/pubarchiver

Package up microPublication.org and other journals for archiving into Portico and PMC

Primary LanguagePythonOtherNOASSERTION

PubArchiver

A program that creates archives of articles from specific journal sites (currently microPublication and Prompt) for sending to Portico and PMC.

Authors: Michael Hucka, Tom Morrell
Repository: https://github.com/caltechlibrary/pubarchiver
License: BSD/MIT derivative – see the LICENSE file for more information

License Python Latest release DOI PyPI

Table of Contents

☀ Introduction

The Caltech Library is the publisher of a few academic journals and provides services for them. The services include archiving in a dark archive (specifically, Portico) as well as submitting articles to PMC. The archiving process involves pulling down articles from the journals and packaging them up in a format suitable for sending to the archives. PubArchiver is a program to help automate this process.

✺ Installation

There are multiple ways of installing PubArchiver. Please choose the alternative that suits you.

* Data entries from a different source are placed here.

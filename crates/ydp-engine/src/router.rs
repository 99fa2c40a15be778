//! Dataset router
//!
//! Binds each workspace dataset group to the data platform whose milestoning
//! strategy satisfies the group's retention requirement, and names the
//! physical table that view lives in. Resolution is pure; results are cached
//! per (workspace, group, platform set) until `invalidate`.

use serde::{Deserialize, Serialize};
use std::collections::HashMap;
use std::fmt;
use std::sync::{Arc, Mutex};

use ydp_common::hash::hash_parts;
use ydp_common::model::{
    unsupported_replica_containers, ConsumerRetentionRequirements, DataMilestoningStrategy,
    DataPlatform, DatasetSink, Ecosystem, MilestoneStrategy,
};

use crate::error::{PipelineError, Result};

/// Which merge-store view a consumer reads
#[derive(Debug, Clone, Copy, PartialEq, Eq, Hash, PartialOrd, Ord, Serialize, Deserialize)]
pub enum MilestoningView {
    /// Current state only
    Live,
    /// Full batch-milestoned history
    Forensic,
}

impl From<MilestoneStrategy> for MilestoningView {
    fn from(strategy: MilestoneStrategy) -> Self {
        match strategy {
            MilestoneStrategy::LiveOnly => MilestoningView::Live,
            MilestoneStrategy::BatchMilestoned => MilestoningView::Forensic,
        }
    }
}

impl fmt::Display for MilestoningView {
    fn fmt(&self, f: &mut fmt::Formatter<'_>) -> fmt::Result {
        match self {
            MilestoningView::Live => f.write_str("live"),
            MilestoningView::Forensic => f.write_str("forensic"),
        }
    }
}

/// One sink bound to a platform view and table
#[derive(Debug, Clone, PartialEq, Eq, Hash, Serialize, Deserialize)]
pub struct ResolvedSink {
    pub sink: DatasetSink,
    pub platform: String,
    pub view: MilestoningView,
    pub table: String,
}

#[derive(Debug, Clone, PartialEq, Eq, Serialize, Deserialize)]
pub struct Resolution {
    pub workspace: String,
    pub group: String,
    pub platform: String,
    pub view: MilestoningView,
    pub sinks: Vec<ResolvedSink>,
}

impl Resolution {
    pub fn sink(&self, datastore: &str, dataset: &str) -> Option<&ResolvedSink> {
        self.sinks
            .iter()
            .find(|s| s.sink.datastore == datastore && s.sink.dataset == dataset)
    }
}

/// Physical table of a dataset as materialised by `platform`
pub fn table_name(platform: &str, datastore: &str, dataset: &str) -> String {
    format!("{}_{}_{}", platform, datastore, dataset).to_lowercase()
}

fn satisfies(platform: &DataPlatform, requirement: &ConsumerRetentionRequirements) -> bool {
    let strategy_ok = match requirement.strategy {
        DataMilestoningStrategy::LiveOnly => platform.milestone_strategy == MilestoneStrategy::LiveOnly,
        DataMilestoningStrategy::Forensic => {
            platform.milestone_strategy == MilestoneStrategy::BatchMilestoned
        },
    };
    strategy_ok && platform.latency <= requirement.latency
}

/// Pick the platform for `requirement`: an exact strategy match that meets
/// the latency class, tightest first. No requirement means the first declared
/// platform.
pub fn choose_platform<'a>(
    platforms: &'a [DataPlatform],
    requirement: Option<&ConsumerRetentionRequirements>,
) -> Option<&'a DataPlatform> {
    match requirement {
        None => platforms.first(),
        Some(req) => platforms
            .iter()
            .filter(|p| satisfies(p, req))
            .min_by(|a, b| (a.latency, &a.name).cmp(&(b.latency, &b.name))),
    }
}

type CacheKey = (String, String, String);

pub struct DatasetRouter {
    ecosystem: Arc<Ecosystem>,
    platform_set: String,
    cache: Mutex<HashMap<CacheKey, Arc<Resolution>>>,
}

impl DatasetRouter {
    pub fn new(ecosystem: Arc<Ecosystem>) -> Self {
        let declared = serde_json::to_string(&ecosystem.psp().data_platforms).unwrap_or_default();
        let platform_set = hash_parts([declared.as_str()]);
        Self {
            ecosystem,
            platform_set,
            cache: Mutex::new(HashMap::new()),
        }
    }

    pub fn ecosystem(&self) -> &Arc<Ecosystem> {
        &self.ecosystem
    }

    /// Drop every cached resolution
    pub fn invalidate(&self) {
        self.cache.lock().unwrap_or_else(|e| e.into_inner()).clear();
    }

    /// Resolve `group` of `workspace`
    pub fn resolve(&self, workspace: &str, group: &str) -> Result<Arc<Resolution>> {
        let key = (workspace.to_string(), group.to_string(), self.platform_set.clone());
        if let Some(hit) = self.cache.lock().unwrap_or_else(|e| e.into_inner()).get(&key) {
            return Ok(hit.clone());
        }

        let resolution = Arc::new(self.resolve_uncached(workspace, group)?);
        self.cache
            .lock()
            .unwrap_or_else(|e| e.into_inner())
            .insert(key, resolution.clone());
        Ok(resolution)
    }

    fn resolve_uncached(&self, workspace: &str, group: &str) -> Result<Resolution> {
        let ws = self.ecosystem.workspace(workspace)?;
        let dsg = ws.dataset_group(group).ok_or_else(|| {
            PipelineError::Config(format!("workspace {} has no dataset group {}", workspace, group))
        })?;

        let platforms = &self.ecosystem.psp().data_platforms;
        let requirement = dsg.platform_chooser.as_ref();
        let platform = choose_platform(platforms, requirement).ok_or_else(|| {
            PipelineError::NoCompatiblePlatform {
                workspace: workspace.to_string(),
                group: group.to_string(),
                sink: dsg
                    .sinks
                    .first()
                    .map(|s| s.to_string())
                    .unwrap_or_else(|| "-".to_string()),
                required: requirement
                    .map(|r| format!("{} within {:?}", r.strategy, r.latency))
                    .unwrap_or_else(|| "any platform".to_string()),
            }
        })?;

        let view = MilestoningView::from(platform.milestone_strategy);
        let mut sinks = Vec::with_capacity(dsg.sinks.len());
        for sink in &dsg.sinks {
            self.ecosystem.dataset(&sink.datastore, &sink.dataset)?;
            sinks.push(ResolvedSink {
                sink: sink.clone(),
                platform: platform.name.clone(),
                view,
                table: table_name(&platform.name, &sink.datastore, &sink.dataset),
            });
        }

        Ok(Resolution {
            workspace: workspace.to_string(),
            group: group.to_string(),
            platform: platform.name.clone(),
            view,
            sinks,
        })
    }

    /// Resolve every group of every workspace
    pub fn resolve_all(&self) -> Vec<Result<Arc<Resolution>>> {
        self.ecosystem
            .workspaces()
            .flat_map(|w| w.dataset_groups.iter().map(move |g| (w.name.as_str(), g.name.as_str())))
            .map(|(w, g)| self.resolve(w, g))
            .collect()
    }

    /// Every configuration-time routing problem: unsatisfiable groups and
    /// replica containers without an adapter
    pub fn validate_all(&self) -> Vec<PipelineError> {
        let mut problems: Vec<PipelineError> =
            self.resolve_all().into_iter().filter_map(|r| r.err()).collect();

        for (group, container) in unsupported_replica_containers(&self.ecosystem) {
            problems.push(PipelineError::Config(format!(
                "replica group {} container {} is {}; no replica adapter exists for it",
                group, container.name, container.kind
            )));
        }
        problems
    }
}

Alternative 1: installing PubArchiver using pipx

You can use pipx to install PubArchiver. Pipx will install it into a separate Python environment that isolates the dependencies needed by PubArchiver from other Python programs on your system, and yet the resulting pubarchiver command wil be executable from any shell – like any normal program on your computer. If you do not already have pipx on your system, it can be installed in a variety of easy ways and it is best to consult Pipx's installation guide for instructions. Once you have pipx on your system, you can install PubArchiver with the following command:

pipx install pubarchiver

Pipx can also let you run PubArchiver directly using pipx run pubarchiver, although in that case, you must always prefix every pubarchiver command with pipx run. Consult the documentation for pipx run for more information.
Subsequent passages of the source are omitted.